▶ WHAT YOU HAVE TO DO
Among the entries that follow, how many lines contain the word "action"? Give the number alone.

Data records
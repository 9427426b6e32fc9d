// src/jobs/mod.rs
//! Background jobs for scene video generation.
//! The browser polls job status while the video operation runs.

use std::collections::HashMap;
use std::sync::Arc;
use tokio::sync::RwLock;
use tokio_util::sync::CancellationToken;
use uuid::Uuid;
use serde::{Serialize, Deserialize};
use chrono::{DateTime, Utc};

use crate::media::MediaId;

pub mod video_job;

/// Unique identifier for a background job
pub type JobId = String;

/// Job status representing the current state
#[derive(Debug, Clone, Serialize, Deserialize, PartialEq)]
#[serde(tag = "status", rename_all = "lowercase")]
pub enum JobStatus {
    /// Job is queued and waiting to start
    Queued,
    /// Job is currently running
    Running {
        current_step: String,
    },
    /// Job completed successfully
    Completed {
        media_id: MediaId,
        media_url: String,
        mime_type: String,
        duration_seconds: f64,
    },
    /// Job failed with error
    Failed {
        error: String,
    },
    /// Job was cancelled by user
    Cancelled,
}

impl JobStatus {
    pub fn is_finished(&self) -> bool {
        matches!(
            self,
            JobStatus::Completed { .. } | JobStatus::Failed { .. } | JobStatus::Cancelled
        )
    }

    /// Media produced by a completed job
    pub fn media_id(&self) -> Option<&str> {
        match self {
            JobStatus::Completed { media_id, .. } => Some(media_id.as_str()),
            _ => None,
        }
    }
}

/// Job metadata
#[derive(Debug, Clone, Serialize)]
pub struct Job {
    pub id: JobId,
    pub scene_id: String,
    pub job_type: String,
    pub created_at: DateTime<Utc>,
    pub started_at: Option<DateTime<Utc>>,
    pub completed_at: Option<DateTime<Utc>>,
    #[serde(flatten)]
    pub status: JobStatus,
}

impl Job {
    pub fn new(scene_id: String, job_type: String) -> Self {
        Self {
            id: Uuid::new_v4().to_string(),
            scene_id,
            job_type,
            created_at: Utc::now(),
            started_at: None,
            completed_at: None,
            status: JobStatus::Queued,
        }
    }
}

/// Job manager handles background job state and cancellation
pub struct JobManager {
    /// Active jobs indexed by job_id
    jobs: Arc<RwLock<HashMap<JobId, Job>>>,
    /// Cancellation tokens for jobs that have not finished
    cancel_tokens: Arc<RwLock<HashMap<JobId, CancellationToken>>>,
}

impl JobManager {
    pub fn new() -> Self {
        Self {
            jobs: Arc::new(RwLock::new(HashMap::new())),
            cancel_tokens: Arc::new(RwLock::new(HashMap::new())),
        }
    }

    /// Store a new job and hand back the token its worker should observe
    pub async fn create_job(&self, job: Job) -> (JobId, CancellationToken) {
        let job_id = job.id.clone();
        let token = CancellationToken::new();
        self.jobs.write().await.insert(job_id.clone(), job);
        self.cancel_tokens
            .write()
            .await
            .insert(job_id.clone(), token.clone());
        tracing::info!("🎬 Created job: {}", job_id);
        (job_id, token)
    }

    /// Get job details
    pub async fn get_job(&self, job_id: &str) -> Option<Job> {
        let jobs = self.jobs.read().await;
        jobs.get(job_id).cloned()
    }

    /// Update job status. Finished jobs keep their final status; returns
    /// false when the update was ignored.
    pub async fn update_job_status(&self, job_id: &str, status: JobStatus) -> bool {
        let mut jobs = self.jobs.write().await;
        let Some(job) = jobs.get_mut(job_id) else {
            return false;
        };
        if job.status.is_finished() {
            tracing::debug!("Ignoring status update for finished job {}", job_id);
            return false;
        }

        // Update timestamps
        match &status {
            JobStatus::Running { .. } if job.started_at.is_none() => {
                job.started_at = Some(Utc::now());
            }
            s if s.is_finished() => {
                job.completed_at = Some(Utc::now());
            }
            _ => {}
        }

        let finished = status.is_finished();
        tracing::debug!("📊 Updated job {} status: {:?}", job_id, status);
        job.status = status;
        drop(jobs);

        if finished {
            self.cancel_tokens.write().await.remove(job_id);
        }
        true
    }

    /// Request cancellation of a running job
    pub async fn cancel(&self, job_id: &str) -> Result<(), String> {
        let token = self.cancel_tokens.read().await.get(job_id).cloned();
        match token {
            Some(token) => {
                token.cancel();
                self.update_job_status(job_id, JobStatus::Cancelled).await;
                tracing::info!("🛑 Cancelled job: {}", job_id);
                Ok(())
            }
            None if self.jobs.read().await.contains_key(job_id) => {
                Err(format!("Job {} has already finished", job_id))
            }
            None => Err(format!("No job {}", job_id)),
        }
    }

    /// Cleanup finished jobs older than specified duration. Returns the removed
    /// jobs so their media can be released.
    pub async fn cleanup_old_jobs(&self, max_age_hours: i64) -> Vec<Job> {
        let mut jobs = self.jobs.write().await;
        let cutoff = Utc::now() - chrono::Duration::hours(max_age_hours);

        let to_remove: Vec<JobId> = jobs
            .iter()
            .filter(|(_, job)| {
                if let Some(completed_at) = job.completed_at {
                    completed_at < cutoff
                } else {
                    false
                }
            })
            .map(|(id, _)| id.clone())
            .collect();

        to_remove
            .into_iter()
            .filter_map(|job_id| {
                tracing::debug!("🗑️ Cleaned up old job: {}", job_id);
                jobs.remove(&job_id)
            })
            .collect()
    }
}

impl Default for JobManager {
    fn default() -> Self {
        Self::new()
    }
}

/// Global job manager instance (to be stored in AppState)
pub type SharedJobManager = Arc<JobManager>;

#[cfg(test)]
mod tests {
    use super::*;

    #[tokio::test]
    async fn test_status_timestamps() {
        let manager = JobManager::new();
        let (job_id, _token) = manager
            .create_job(Job::new("s1".to_string(), "scene_video".to_string()))
            .await;

        manager
            .update_job_status(&job_id, JobStatus::Running { current_step: "submit".to_string() })
            .await;
        let job = manager.get_job(&job_id).await.unwrap();
        assert!(job.started_at.is_some());
        assert!(job.completed_at.is_none());

        manager
            .update_job_status(&job_id, JobStatus::Failed { error: "boom".to_string() })
            .await;
        let job = manager.get_job(&job_id).await.unwrap();
        assert!(job.completed_at.is_some());
        assert_eq!(job.status, JobStatus::Failed { error: "boom".to_string() });
    }

    #[tokio::test]
    async fn test_cancel_triggers_token_and_is_final() {
        let manager = JobManager::new();
        let (job_id, token) = manager
            .create_job(Job::new("s1".to_string(), "scene_video".to_string()))
            .await;

        manager.cancel(&job_id).await.unwrap();
        assert!(token.is_cancelled());

        // a late failure from the worker does not overwrite the cancellation
        let applied = manager
            .update_job_status(&job_id, JobStatus::Failed { error: "late".to_string() })
            .await;
        assert!(!applied);
        assert_eq!(manager.get_job(&job_id).await.unwrap().status, JobStatus::Cancelled);

        assert!(manager.cancel(&job_id).await.is_err());
        assert!(manager.cancel("nope").await.is_err());
    }

    #[tokio::test]
    async fn test_cleanup_removes_only_old_finished_jobs() {
        let manager = JobManager::new();
        let (running, _) = manager
            .create_job(Job::new("s1".to_string(), "scene_video".to_string()))
            .await;
        let (done, _) = manager
            .create_job(Job::new("s2".to_string(), "scene_video".to_string()))
            .await;
        manager.update_job_status(&done, JobStatus::Cancelled).await;

        let removed = manager.cleanup_old_jobs(-1).await;
        assert_eq!(removed.len(), 1);
        assert_eq!(removed[0].id, done);
        assert!(manager.get_job(&running).await.is_some());
        assert!(manager.get_job(&done).await.is_none());
    }

    #[test]
    fn test_completed_status_exposes_media_id() {
        let status = JobStatus::Completed {
            media_id: "m1".to_string(),
            media_url: "/media/m1".to_string(),
            mime_type: "video/mp4".to_string(),
            duration_seconds: 1.0,
        };
        assert_eq!(status.media_id(), Some("m1"));
        assert_eq!(JobStatus::Cancelled.media_id(), None);
    }

    #[test]
    fn test_job_serializes_flat_status() {
        let mut job = Job::new("s1".to_string(), "scene_video".to_string());
        job.status = JobStatus::Running { current_step: "Polling".to_string() };
        let value = serde_json::to_value(&job).unwrap();
        assert_eq!(value["status"], "running");
        assert_eq!(value["current_step"], "Polling");
        assert_eq!(value["scene_id"], "s1");
    }
}
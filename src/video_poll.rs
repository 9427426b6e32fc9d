//! Fixed-interval polling of long-running video operations.

use async_trait::async_trait;
use std::time::Duration;
use thiserror::Error;
use tokio::time::Instant;
use tokio_util::sync::CancellationToken;

use crate::config::PollConfig;
use crate::gemini_client::{GeminiClient, GeminiError, VideoOperation};

/// Source of operation status updates.
#[async_trait]
pub trait OperationSource: Send + Sync {
    async fn fetch_operation(&self, name: &str) -> Result<VideoOperation, GeminiError>;
}

#[async_trait]
impl OperationSource for GeminiClient {
    async fn fetch_operation(&self, name: &str) -> Result<VideoOperation, GeminiError> {
        self.get_operation(name).await
    }
}

#[derive(Error, Debug)]
pub enum PollError {
    #[error(transparent)]
    Gemini(#[from] GeminiError),
    #[error("Video generation did not finish within {} seconds", .0.as_secs())]
    TimedOut(Duration),
    #[error("Video generation was cancelled")]
    Cancelled,
}

/// Wait `interval`, re-query, repeat until the operation reports `done`.
///
/// Returns as soon as `done` is observed, including on the submitted operation
/// itself. A pending operation is always re-queried at least once; the optional
/// timeout is checked after each poll and cancellation during each wait.
pub async fn wait_for_completion<S>(
    source: &S,
    mut operation: VideoOperation,
    config: &PollConfig,
    cancel: &CancellationToken,
) -> Result<VideoOperation, PollError>
where
    S: OperationSource + ?Sized,
{
    let deadline = config.timeout.map(|timeout| Instant::now() + timeout);
    let mut polls: u32 = 0;

    while !operation.done {
        tokio::select! {
            _ = cancel.cancelled() => {
                tracing::info!(operation = %operation.name, polls, "Video polling cancelled");
                return Err(PollError::Cancelled);
            }
            _ = tokio::time::sleep(config.interval) => {}
        }

        operation = source.fetch_operation(&operation.name).await?;
        polls += 1;
        tracing::debug!(operation = %operation.name, polls, done = operation.done, "Polled video operation");

        if let (false, Some(deadline), Some(timeout)) = (operation.done, deadline, config.timeout) {
            if Instant::now() >= deadline {
                tracing::warn!(operation = %operation.name, polls, "Video operation timed out");
                return Err(PollError::TimedOut(timeout));
            }
        }
    }

    tracing::info!(operation = %operation.name, polls, "✅ Video operation finished");
    Ok(operation)
}

#[cfg(test)]
mod tests {
    use super::*;
    use std::sync::atomic::{AtomicU32, Ordering};
    use std::sync::Arc;

    /// Reports `done` on the `complete_after`-th fetch.
    struct ScriptedSource {
        complete_after: u32,
        calls: AtomicU32,
    }

    impl ScriptedSource {
        fn new(complete_after: u32) -> Self {
            Self {
                complete_after,
                calls: AtomicU32::new(0),
            }
        }

        fn calls(&self) -> u32 {
            self.calls.load(Ordering::SeqCst)
        }
    }

    #[async_trait]
    impl OperationSource for ScriptedSource {
        async fn fetch_operation(&self, name: &str) -> Result<VideoOperation, GeminiError> {
            let call = self.calls.fetch_add(1, Ordering::SeqCst) + 1;
            Ok(VideoOperation {
                name: name.to_string(),
                done: call >= self.complete_after,
                ..Default::default()
            })
        }
    }

    fn pending(name: &str) -> VideoOperation {
        VideoOperation {
            name: name.to_string(),
            ..Default::default()
        }
    }

    fn fast_config(timeout: Option<Duration>) -> PollConfig {
        PollConfig {
            interval: Duration::from_millis(5),
            timeout,
        }
    }

    #[tokio::test]
    async fn test_polls_until_done_and_not_after() {
        let source = ScriptedSource::new(3);
        let result = wait_for_completion(
            &source,
            pending("operations/1"),
            &fast_config(None),
            &CancellationToken::new(),
        )
        .await
        .unwrap();

        assert!(result.done);
        assert_eq!(source.calls(), 3);
    }

    #[tokio::test]
    async fn test_already_done_operation_is_not_polled() {
        let source = ScriptedSource::new(1);
        let done = VideoOperation {
            name: "operations/1".to_string(),
            done: true,
            ..Default::default()
        };

        let result = wait_for_completion(&source, done, &fast_config(None), &CancellationToken::new())
            .await
            .unwrap();
        assert!(result.done);
        assert_eq!(source.calls(), 0);
    }

    #[tokio::test]
    async fn test_waits_the_interval_between_polls() {
        let source = ScriptedSource::new(2);
        let config = PollConfig {
            interval: Duration::from_millis(40),
            timeout: None,
        };

        let started = std::time::Instant::now();
        wait_for_completion(&source, pending("operations/1"), &config, &CancellationToken::new())
            .await
            .unwrap();
        assert!(started.elapsed() >= Duration::from_millis(80));
    }

    #[tokio::test]
    async fn test_cancellation_stops_polling() {
        let source = Arc::new(ScriptedSource::new(u32::MAX));
        let cancel = CancellationToken::new();

        let task = {
            let source = source.clone();
            let cancel = cancel.clone();
            tokio::spawn(async move {
                wait_for_completion(source.as_ref(), pending("operations/1"), &fast_config(None), &cancel)
                    .await
            })
        };

        tokio::time::sleep(Duration::from_millis(30)).await;
        cancel.cancel();

        let result = task.await.unwrap();
        assert!(matches!(result, Err(PollError::Cancelled)));
        let calls_at_cancel = source.calls();
        tokio::time::sleep(Duration::from_millis(30)).await;
        assert_eq!(source.calls(), calls_at_cancel);
    }

    #[tokio::test]
    async fn test_timeout_bounds_the_loop() {
        let source = ScriptedSource::new(u32::MAX);
        let result = wait_for_completion(
            &source,
            pending("operations/1"),
            &fast_config(Some(Duration::from_millis(30))),
            &CancellationToken::new(),
        )
        .await;

        assert!(matches!(result, Err(PollError::TimedOut(_))));
        assert!(source.calls() > 0);
    }

    #[tokio::test]
    async fn test_timeout_shorter_than_interval_still_polls_once() {
        let source = ScriptedSource::new(1);
        let config = PollConfig {
            interval: Duration::from_millis(40),
            timeout: Some(Duration::from_millis(5)),
        };

        let result = wait_for_completion(&source, pending("operations/1"), &config, &CancellationToken::new())
            .await
            .unwrap();
        assert!(result.done);
        assert_eq!(source.calls(), 1);

        let stuck = ScriptedSource::new(u32::MAX);
        let result =
            wait_for_completion(&stuck, pending("operations/2"), &config, &CancellationToken::new()).await;
        assert!(matches!(result, Err(PollError::TimedOut(_))));
        assert_eq!(stuck.calls(), 1);
    }

    #[tokio::test]
    async fn test_fetch_errors_propagate() {
        struct Failing;

        #[async_trait]
        impl OperationSource for Failing {
            async fn fetch_operation(&self, _name: &str) -> Result<VideoOperation, GeminiError> {
                Err(GeminiError::Operation("boom".to_string()))
            }
        }

        let result = wait_for_completion(
            &Failing,
            pending("operations/1"),
            &fast_config(None),
            &CancellationToken::new(),
        )
        .await;
        assert!(matches!(result, Err(PollError::Gemini(_))));
    }
}
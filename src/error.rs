//! API error types.

use axum::extract::rejection::JsonRejection;
use axum::http::StatusCode;
use axum::response::{IntoResponse, Response};
use axum::Json;
use serde::Serialize;
use thiserror::Error;

use crate::services::GenerationError;

pub type ApiResult<T> = Result<T, ApiError>;

#[derive(Debug, Error)]
pub enum ApiError {
    #[error("{0}")]
    BadRequest(String),

    #[error("{0}")]
    NotFound(String),

    #[error("{0}")]
    PayloadTooLarge(String),

    #[error("{0}")]
    ServiceUnavailable(String),

    #[error("{0}")]
    Generation(String),
}

impl ApiError {
    pub fn bad_request(msg: impl Into<String>) -> Self {
        Self::BadRequest(msg.into())
    }

    pub fn not_found(msg: impl Into<String>) -> Self {
        Self::NotFound(msg.into())
    }

    fn status_code(&self) -> StatusCode {
        match self {
            ApiError::BadRequest(_) => StatusCode::BAD_REQUEST,
            ApiError::NotFound(_) => StatusCode::NOT_FOUND,
            ApiError::PayloadTooLarge(_) => StatusCode::PAYLOAD_TOO_LARGE,
            ApiError::ServiceUnavailable(_) => StatusCode::SERVICE_UNAVAILABLE,
            ApiError::Generation(_) => StatusCode::BAD_GATEWAY,
        }
    }
}

impl From<GenerationError> for ApiError {
    fn from(error: GenerationError) -> Self {
        match error {
            GenerationError::MissingApiKey => ApiError::ServiceUnavailable(error.to_string()),
            GenerationError::UnknownUpload(_) => ApiError::BadRequest(error.to_string()),
            other => ApiError::Generation(other.to_string()),
        }
    }
}

/// Malformed or mistyped JSON bodies get the same `{"error": ..}` shape.
impl From<JsonRejection> for ApiError {
    fn from(rejection: JsonRejection) -> Self {
        ApiError::BadRequest(format!("Invalid request body: {}", rejection.body_text()))
    }
}

#[derive(Serialize)]
struct ErrorResponse {
    error: String,
}

impl IntoResponse for ApiError {
    fn into_response(self) -> Response {
        let status = self.status_code();
        let body = ErrorResponse {
            error: self.to_string(),
        };
        (status, Json(body)).into_response()
    }
}
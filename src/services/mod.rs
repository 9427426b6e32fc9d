// src/services/mod.rs
pub mod ad_generation;

pub use ad_generation::{AdGenerationService, GenerationError};
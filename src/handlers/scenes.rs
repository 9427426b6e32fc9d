use crate::error::{ApiError, ApiResult};
use crate::jobs::video_job::VideoGenerationJob;
use crate::models::SceneMediaRequest;
use crate::services::{AdGenerationService, GenerationError};
use crate::AppState;
use axum::{
    extract::{rejection::JsonRejection, Extension},
    http::StatusCode,
    response::Json,
    routing::post,
    Router,
};
use serde::Serialize;
use std::sync::Arc;

#[derive(Serialize)]
pub struct SceneImageResponse {
    pub image_url: String,
}

#[derive(Serialize)]
pub struct SceneVideoResponse {
    pub job_id: String,
    pub status_url: String,
}

pub fn scene_routes() -> Router {
    Router::new()
        .route("/api/scenes/image", post(generate_scene_image))
        .route("/api/scenes/video", post(generate_scene_video))
}

fn validate(scene: &SceneMediaRequest) -> ApiResult<()> {
    if scene.shot_type.trim().is_empty() || scene.action.trim().is_empty() {
        return Err(ApiError::bad_request("Scene needs a shot_type and an action"));
    }
    Ok(())
}

/// POST /api/scenes/image - generate a still for one storyboard scene
pub async fn generate_scene_image(
    Extension(state): Extension<Arc<AppState>>,
    payload: Result<Json<SceneMediaRequest>, JsonRejection>,
) -> ApiResult<Json<SceneImageResponse>> {
    let Json(scene) = payload?;
    validate(&scene)?;

    let service = AdGenerationService::new(state.gemini_client.as_ref(), &state.media);
    let image_url = service.generate_scene_image(&scene).await?;
    Ok(Json(SceneImageResponse { image_url }))
}

/// POST /api/scenes/video - start a background video job for one scene
pub async fn generate_scene_video(
    Extension(state): Extension<Arc<AppState>>,
    payload: Result<Json<SceneMediaRequest>, JsonRejection>,
) -> ApiResult<(StatusCode, Json<SceneVideoResponse>)> {
    let Json(scene) = payload?;
    validate(&scene)?;

    if state.gemini_client.is_none() {
        return Err(GenerationError::MissingApiKey.into());
    }

    let job_id = VideoGenerationJob::spawn(state.clone(), scene).await;
    Ok((
        StatusCode::ACCEPTED,
        Json(SceneVideoResponse {
            status_url: format!("/api/jobs/{}", job_id),
            job_id,
        }),
    ))
}
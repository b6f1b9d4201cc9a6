//! Fuzz target for queue sequence key parsing.

#![no_main]

use coordination_engine::queue::{parse_sequence_key, sequence_key};
use libfuzzer_sys::fuzz_target;

fuzz_target!(|key: &str| {
    if let Some(sequence) = parse_sequence_key(key) {
        assert!(sequence >= 0);
        // Only canonical keys parse
        assert_eq!(sequence_key(sequence), key);
    }
});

▶ OUTPUT FOR THIS TASK
2